— Information —
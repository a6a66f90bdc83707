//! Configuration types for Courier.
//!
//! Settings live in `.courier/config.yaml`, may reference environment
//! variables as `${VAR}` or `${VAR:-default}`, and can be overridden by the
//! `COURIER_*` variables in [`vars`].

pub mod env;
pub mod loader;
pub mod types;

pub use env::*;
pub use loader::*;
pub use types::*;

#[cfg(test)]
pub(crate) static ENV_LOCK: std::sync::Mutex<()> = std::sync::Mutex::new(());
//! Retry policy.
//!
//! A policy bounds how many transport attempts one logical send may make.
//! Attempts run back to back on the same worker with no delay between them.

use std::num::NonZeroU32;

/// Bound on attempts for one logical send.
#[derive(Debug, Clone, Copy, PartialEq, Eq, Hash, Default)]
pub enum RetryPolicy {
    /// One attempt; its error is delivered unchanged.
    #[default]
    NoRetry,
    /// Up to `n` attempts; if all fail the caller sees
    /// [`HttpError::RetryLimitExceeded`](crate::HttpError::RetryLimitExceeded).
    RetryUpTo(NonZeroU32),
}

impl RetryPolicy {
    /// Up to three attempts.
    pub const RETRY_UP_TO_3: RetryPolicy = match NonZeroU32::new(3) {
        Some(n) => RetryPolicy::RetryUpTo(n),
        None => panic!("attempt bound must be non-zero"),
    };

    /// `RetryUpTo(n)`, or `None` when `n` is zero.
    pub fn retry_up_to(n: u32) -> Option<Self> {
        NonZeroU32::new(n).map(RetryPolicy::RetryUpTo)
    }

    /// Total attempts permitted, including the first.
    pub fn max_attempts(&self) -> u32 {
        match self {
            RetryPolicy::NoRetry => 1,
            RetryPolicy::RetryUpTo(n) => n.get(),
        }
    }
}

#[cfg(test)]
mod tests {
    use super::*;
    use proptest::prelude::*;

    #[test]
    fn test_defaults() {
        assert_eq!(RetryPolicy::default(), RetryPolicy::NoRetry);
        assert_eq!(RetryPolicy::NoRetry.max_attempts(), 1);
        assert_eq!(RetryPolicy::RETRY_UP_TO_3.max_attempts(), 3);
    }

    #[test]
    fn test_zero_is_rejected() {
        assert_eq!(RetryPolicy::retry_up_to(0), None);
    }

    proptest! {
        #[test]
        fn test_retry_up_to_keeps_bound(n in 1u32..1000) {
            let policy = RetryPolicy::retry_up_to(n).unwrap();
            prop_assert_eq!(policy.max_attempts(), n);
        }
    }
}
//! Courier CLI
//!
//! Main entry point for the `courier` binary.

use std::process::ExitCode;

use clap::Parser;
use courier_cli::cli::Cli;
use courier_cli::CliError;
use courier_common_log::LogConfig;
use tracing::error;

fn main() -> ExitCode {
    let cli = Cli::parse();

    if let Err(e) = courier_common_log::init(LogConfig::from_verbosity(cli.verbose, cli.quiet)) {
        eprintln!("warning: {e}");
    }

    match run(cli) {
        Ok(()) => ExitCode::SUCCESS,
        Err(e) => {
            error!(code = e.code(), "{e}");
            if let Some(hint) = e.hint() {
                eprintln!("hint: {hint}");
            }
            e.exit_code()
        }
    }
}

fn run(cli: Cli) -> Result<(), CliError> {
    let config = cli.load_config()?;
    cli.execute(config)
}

— Instructions to follow —
In the listing above, how many lines include the word "types"? Answer with the number and nothing more.

— Solution —
3